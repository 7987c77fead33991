//! Sync events and reload planning.
//!
//! The orchestrator reports what it did as [`SyncEvent`]s to registered handlers, so
//! logging and application hooks stay out of the sync logic. Incoming change
//! notifications go the other way: [`plan_reloads`] folds a burst of them into the set
//! of record kinds that must be re-read.

use crate::ledger::{AccountKind, Address, identify_account};
use crate::sync::subscriptions::SubscriptionTarget;
use crate::sync::tiers::ReadSource;
use crate::sync::transport::ChangeNotification;
use crate::sync::types::{SyncError, WriteOutcome};
use std::collections::BTreeSet;

/// Events emitted by the orchestrator
#[derive(Debug, Clone, PartialEq)]
pub enum SyncEvent {
	/// A record kind was replaced wholesale
	RecordsLoaded {
		kind: AccountKind,
		source: ReadSource,
		count: usize,
	},
	/// A write finished validation and produced an outcome
	WriteCompleted {
		operation: &'static str,
		outcome: WriteOutcome,
	},
	/// The connected identity changed
	IdentityChanged { address: Option<Address> },
	/// Push notifications were coalesced into reloads
	NotificationsReceived { count: usize, kinds: Vec<AccountKind> },
	RealtimeEnabled,
	RealtimeDisabled,
	/// The transport dropped a real-time subscription
	RealtimeLost { reason: String },
	/// All user data was dropped after the identity disconnected
	Cleared,
}

/// Trait for handling sync events.
#[async_trait::async_trait]
pub trait SyncEventHandler: Send + Sync {
	async fn handle(&mut self, event: &SyncEvent) -> Result<(), SyncError>;

	/// Name used in diagnostics.
	fn name(&self) -> &'static str;
}

/// Fans events out to every registered handler.
#[derive(Default)]
pub struct EventDispatcher {
	handlers: Vec<Box<dyn SyncEventHandler>>,
}

impl EventDispatcher {
	pub fn new() -> Self {
		Self::default()
	}

	/// Handlers are called in registration order.
	pub fn register_handler(&mut self, handler: Box<dyn SyncEventHandler>) {
		self.handlers.push(handler);
	}

	pub fn handler_count(&self) -> usize {
		self.handlers.len()
	}

	/// Errors from one handler are logged and do not stop the others.
	pub async fn dispatch(&mut self, event: &SyncEvent) {
		for handler in &mut self.handlers {
			if let Err(e) = handler.handle(event).await {
				tracing::error!("Handler {} failed to process event: {}", handler.name(), e);
			}
		}
	}
}

/// Logs every event at info level
pub struct LoggingEventHandler;

#[async_trait::async_trait]
impl SyncEventHandler for LoggingEventHandler {
	async fn handle(&mut self, event: &SyncEvent) -> Result<(), SyncError> {
		match event {
			SyncEvent::RecordsLoaded {
				kind,
				source,
				count,
			} => tracing::info!("{} {} loaded from {}", count, kind.collection(), source),
			SyncEvent::WriteCompleted { operation, outcome } => {
				tracing::info!("{}: {:?}", operation, outcome)
			}
			SyncEvent::IdentityChanged { address: Some(a) } => {
				tracing::info!("Identity connected: {}", a)
			}
			SyncEvent::IdentityChanged { address: None } => {
				tracing::info!("Identity disconnected")
			}
			SyncEvent::NotificationsReceived { count, kinds } => {
				tracing::info!("{} notifications, reloading {:?}", count, kinds)
			}
			SyncEvent::RealtimeEnabled => tracing::info!("Real-time updates enabled"),
			SyncEvent::RealtimeDisabled => tracing::info!("Real-time updates disabled"),
			SyncEvent::RealtimeLost { reason } => {
				tracing::warn!("Real-time updates interrupted: {}", reason)
			}
			SyncEvent::Cleared => tracing::info!("User data cleared"),
		}
		Ok(())
	}

	fn name(&self) -> &'static str {
		"logging"
	}
}

/// Record kinds to re-read after a burst of notifications.
#[derive(Debug, Clone, Default, PartialEq, Eq)]
pub struct ReloadPlan {
	kinds: BTreeSet<AccountKind>,
}

impl ReloadPlan {
	pub fn all() -> Self {
		Self {
			kinds: AccountKind::ALL.into_iter().collect(),
		}
	}

	pub fn add(&mut self, kind: AccountKind) {
		self.kinds.insert(kind);
	}

	pub fn contains(&self, kind: AccountKind) -> bool {
		self.kinds.contains(&kind)
	}

	pub fn is_empty(&self) -> bool {
		self.kinds.is_empty()
	}

	pub fn kinds(&self) -> impl Iterator<Item = AccountKind> + '_ {
		self.kinds.iter().copied()
	}
}

/// Coalesce notifications: each affected kind is reloaded once.
///
/// The kind comes from the discriminator in the notification data. Notifications that
/// cannot be attributed (no data, unknown discriminator) reload everything.
pub fn plan_reloads(
	notifications: &[ChangeNotification],
	own_profile: Option<&Address>,
) -> ReloadPlan {
	let mut plan = ReloadPlan::default();
	for notification in notifications {
		if let SubscriptionTarget::Account(address) = notification.target {
			if Some(&address) == own_profile {
				plan.add(AccountKind::UserProfile);
				continue;
			}
		}
		match notification.data.as_deref().map(identify_account) {
			Some(Ok(kind)) => plan.add(kind),
			_ => return ReloadPlan::all(),
		}
	}
	plan
}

- **Exercise**
Restate every entry word for word.

- **Task result**
repository 7987c77fead33991
//! Sync events and reload planning.
//!
//! The orchestrator reports what it did as [`SyncEvent`]s to registered handlers, so
//! logging and application hooks stay out of the sync logic. Incoming change
//! notifications go the other way: [`plan_reloads`] folds a burst of them into the set
//! of record kinds that must be re-read.

use crate::ledger::{AccountKind, Address, identify_account};
use crate::sync::subscriptions::SubscriptionTarget;
use crate::sync::tiers::ReadSource;
use crate::sync::transport::ChangeNotification;
use crate::sync::types::{SyncError, WriteOutcome};
use std::collections::BTreeSet;

/// Events emitted by the orchestrator
#[derive(Debug, Clone, PartialEq)]
pub enum SyncEvent {
	/// A record kind was replaced wholesale
	RecordsLoaded {
		kind: AccountKind,
		source: ReadSource,
		count: usize,
	},
	/// A write finished validation and produced an outcome
	WriteCompleted {
		operation: &'static str,
		outcome: WriteOutcome,
	},
	/// The connected identity changed
	IdentityChanged { address: Option<Address> },
	/// Push notifications were coalesced into reloads
	NotificationsReceived { count: usize, kinds: Vec<AccountKind> },
	RealtimeEnabled,
	RealtimeDisabled,
	/// The transport dropped a real-time subscription
	RealtimeLost { reason: String },
	/// All user data was dropped after the identity disconnected
	Cleared,
}

/// Trait for handling sync events.
#[async_trait::async_trait]
pub trait SyncEventHandler: Send + Sync {
	async fn handle(&mut self, event: &SyncEvent) -> Result<(), SyncError>;

	/// Name used in diagnostics.
	fn name(&self) -> &'static str;
}

/// Fans events out to every registered handler.
#[derive(Default)]
pub struct EventDispatcher {
	handlers: Vec<Box<dyn SyncEventHandler>>,
}

impl EventDispatcher {
	pub fn new() -> Self {
		Self::default()
	}

	/// Handlers are called in registration order.
	pub fn register_handler(&mut self, handler: Box<dyn SyncEventHandler>) {
		self.handlers.push(handler);
	}

	pub fn handler_count(&self) -> usize {
		self.handlers.len()
	}

	/// Errors from one handler are logged and do not stop the others.
	pub async fn dispatch(&mut self, event: &SyncEvent) {
		for handler in &mut self.handlers {
			if let Err(e) = handler.handle(event).await {
				tracing::error!("Handler {} failed to process event: {}", handler.name(), e);
			}
		}
	}
}

/// Logs every event at info level
pub struct LoggingEventHandler;

#[async_trait::async_trait]
impl SyncEventHandler for LoggingEventHandler {
	async fn handle(&mut self, event: &SyncEvent) -> Result<(), SyncError> {
		match event {
			SyncEvent::RecordsLoaded {
				kind,
				source,
				count,
			} => tracing::info!("{} {} loaded from {}", count, kind.collection(), source),
			SyncEvent::WriteCompleted { operation, outcome } => {
				tracing::info!("{}: {:?}", operation, outcome)
			}
			SyncEvent::IdentityChanged { address: Some(a) } => {
				tracing::info!("Identity connected: {}", a)
			}
			SyncEvent::IdentityChanged { address: None } => {
				tracing::info!("Identity disconnected")
			}
			SyncEvent::NotificationsReceived { count, kinds } => {
				tracing::info!("{} notifications, reloading {:?}", count, kinds)
			}
			SyncEvent::RealtimeEnabled => tracing::info!("Real-time updates enabled"),
			SyncEvent::RealtimeDisabled => tracing::info!("Real-time updates disabled"),
			SyncEvent::RealtimeLost { reason } => {
				tracing::warn!("Real-time updates interrupted: {}", reason)
			}
			SyncEvent::Cleared => tracing::info!("User data cleared"),
		}
		Ok(())
	}

	fn name(&self) -> &'static str {
		"logging"
	}
}

/// Record kinds to re-read after a burst of notifications.
#[derive(Debug, Clone, Default, PartialEq, Eq)]
pub struct ReloadPlan {
	kinds: BTreeSet<AccountKind>,
}

impl ReloadPlan {
	pub fn all() -> Self {
		Self {
			kinds: AccountKind::ALL.into_iter().collect(),
		}
	}

	pub fn add(&mut self, kind: AccountKind) {
		self.kinds.insert(kind);
	}

	pub fn contains(&self, kind: AccountKind) -> bool {
		self.kinds.contains(&kind)
	}

	pub fn is_empty(&self) -> bool {
		self.kinds.is_empty()
	}

	pub fn kinds(&self) -> impl Iterator<Item = AccountKind> + '_ {
		self.kinds.iter().copied()
	}
}

/// Coalesce notifications: each affected kind is reloaded once.
///
/// The kind comes from the discriminator in the notification data. Notifications that
/// cannot be attributed (no data, unknown discriminator) reload everything.
pub fn plan_reloads(
	notifications: &[ChangeNotification],
	own_profile: Option<&Address>,
) -> ReloadPlan {
	let mut plan = ReloadPlan::default();
	for notification in notifications {
		if let SubscriptionTarget::Account(address) = notification.target {
			if Some(&address) == own_profile {
				plan.add(AccountKind::UserProfile);
				continue;
			}
		}
		match notification.data.as_deref().map(identify_account) {
			Some(Ok(kind)) => plan.add(kind),
			_ => return ReloadPlan::all(),
		}
	}
	plan
}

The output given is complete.